[RFC patch 00/19] bpf: Make BPF and PREEMPT_RT co-exist

* [RFC patch 00/19] bpf: Make BPF and PREEMPT_RT co-exist
@ 2020-02-14 13:39 Thomas Gleixner
  2020-02-14 13:39 ` [RFC patch 01/19] sched: Provide migrate_disable/enable() inlines Thomas Gleixner
                   ` (20 more replies)
  0 siblings, 21 replies; 42+ messages in thread
From: Thomas Gleixner @ 2020-02-14 13:39 UTC (permalink / raw)
  To: LKML
  Cc: David Miller, bpf, netdev, Alexei Starovoitov, Daniel Borkmann,
	Sebastian Sewior, Peter Zijlstra, Clark Williams, Steven Rostedt,
	Juri Lelli, Ingo Molnar

Hi!

This is a follow up to the initial patch series which David posted a while
ago:

 https://lore.kernel.org/bpf/20191207.160357.828344895192682546.davem@davemloft.net/

which was (while non-functional on RT) a good starting point for further
investigations.

PREEMPT_RT aims to make the kernel fully preemptible except for a few low
level operations which have to be unpreemptible, like scheduler, low level
entry/exit code, low level interrupt handling, locking internals etc.
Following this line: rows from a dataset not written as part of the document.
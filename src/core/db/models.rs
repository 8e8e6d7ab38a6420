//! Database models for GadgetVault
//!
//! This module defines the database entity structs that map to PostgreSQL tables.

use chrono::{DateTime, Utc};
use serde::{Deserialize, Serialize};
use sqlx::FromRow;
use uuid::Uuid;

// ============================================================================
// User Model
// ============================================================================

/// User entity representing a registered user
#[derive(Debug, Clone, Serialize, Deserialize, FromRow)]
pub struct User {
    pub id: Uuid,
    pub name: String,
    pub email: String,
    #[serde(skip_serializing)]
    pub password_hash: String,
    pub created_at: DateTime<Utc>,
    pub updated_at: DateTime<Utc>,
}

/// User without sensitive data (for API responses)
#[derive(Debug, Clone, Serialize, Deserialize)]
pub struct UserResponse {
    pub id: Uuid,
    pub name: String,
    pub email: String,
}

impl From<User> for UserResponse {
    fn from(user: User) -> Self {
        Self {
            id: user.id,
            name: user.name,
            email: user.email,
        }
    }
}

// ============================================================================
// Gadget Model
// ============================================================================

/// Lifecycle states of a gadget.
///
/// `Destroyed` is terminal: a destroyed gadget can no longer be updated,
/// decommissioned or destroyed again.
#[derive(Debug, Clone, Copy, PartialEq, Eq, Hash, Serialize, Deserialize, sqlx::Type)]
#[sqlx(type_name = "VARCHAR")]
pub enum GadgetStatus {
    Available,
    Deployed,
    Destroyed,
    Decommissioned,
}

impl GadgetStatus {
    /// Every status, in display order
    pub const ALL: [GadgetStatus; 4] = [
        GadgetStatus::Available,
        GadgetStatus::Deployed,
        GadgetStatus::Destroyed,
        GadgetStatus::Decommissioned,
    ];

    pub fn as_str(&self) -> &'static str {
        match self {
            GadgetStatus::Available => "Available",
            GadgetStatus::Deployed => "Deployed",
            GadgetStatus::Destroyed => "Destroyed",
            GadgetStatus::Decommissioned => "Decommissioned",
        }
    }

    pub fn is_terminal(&self) -> bool {
        matches!(self, GadgetStatus::Destroyed)
    }

    /// Comma separated list of all statuses (for error messages)
    pub fn allowed_values() -> String {
        Self::ALL
            .iter()
            .map(|s| s.as_str())
            .collect::<Vec<_>>()
            .join(", ")
    }
}

impl std::fmt::Display for GadgetStatus {
    fn fmt(&self, f: &mut std::fmt::Formatter<'_>) -> std::fmt::Result {
        f.write_str(self.as_str())
    }
}

impl std::str::FromStr for GadgetStatus {
    type Err = String;

    fn from_str(s: &str) -> Result<Self, Self::Err> {
        Self::ALL
            .iter()
            .copied()
            .find(|status| status.as_str() == s)
            .ok_or_else(|| format!("Invalid status: {}", s))
    }
}

/// Timestamp column stamped alongside a status transition
#[derive(Debug, Clone, Copy, PartialEq, Eq)]
pub enum StatusTimestamp {
    DecommissionedAt,
    DestroyedAt,
}

impl StatusTimestamp {
    /// Column name in the `gadgets` table
    pub fn column(&self) -> &'static str {
        match self {
            StatusTimestamp::DecommissionedAt => "decommissioned_at",
            StatusTimestamp::DestroyedAt => "destroyed_at",
        }
    }
}

/// Gadget entity
#[derive(Debug, Clone, Serialize, Deserialize, FromRow)]
pub struct Gadget {
    pub id: Uuid,
    pub name: String,
    pub status: GadgetStatus,
    pub owner_id: Option<Uuid>,
    pub decommissioned_at: Option<DateTime<Utc>>,
    pub destroyed_at: Option<DateTime<Utc>>,
    pub created_at: DateTime<Utc>,
    pub updated_at: DateTime<Utc>,
}

/// Gadget data for creation
#[derive(Debug, Clone)]
pub struct CreateGadget {
    pub name: String,
    pub owner_id: Option<Uuid>,
}

/// Gadget data for updates
#[derive(Debug, Clone, Default, PartialEq)]
pub struct UpdateGadget {
    pub name: Option<String>,
    pub status: Option<GadgetStatus>,
    /// None = don't touch, Some(None) = clear, Some(Some(ts)) = set
    pub decommissioned_at: Option<Option<DateTime<Utc>>>,
}

// ============================================================================
// Tests
// ============================================================================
This is achieved by the following main transformations (there are some
more minor ones, but they don't matter in this context):

   1) All interrupts, which are not explicitely marked IRQF_NO_THREAD, are
      forced into threaded interrupt handlers. This applies to almost all
      device interrupt handlers.

   2) hrtimers which are not explicitely marked to expire in hard interrupt
      context are expired in soft interrupt context.

   3) Soft interrupts are also forced into thread context. They run either
      in the context of a threaded interrupt handler (similar to the !RT
      mode of running on return from interrupt), in ksoftirqd or in a
      thread context which raised a soft interrupt (same as in !RT).

      Soft interrupts (BH) are serialized per CPU so the usual bottom half
      protections still work.

   4) spinlocks and rwlocks are substituted with 'sleeping spin/rwlocks'.
      The internal representation is a priority inheritance aware rtmutex
      which has glue code attached to preserve the spin/rwlock semantics
      vs. task state. They neither disable preemption nor interrupts, which
      is fine as the interrupt handler they want to be protected against is
      forced into thread context.

      The true hard interrupt handlers are not affecting these sections as
      they are completely independent.

      The code pathes which need to be atomic are using raw_spinlocks which
      disable preemption (and/or interrupts).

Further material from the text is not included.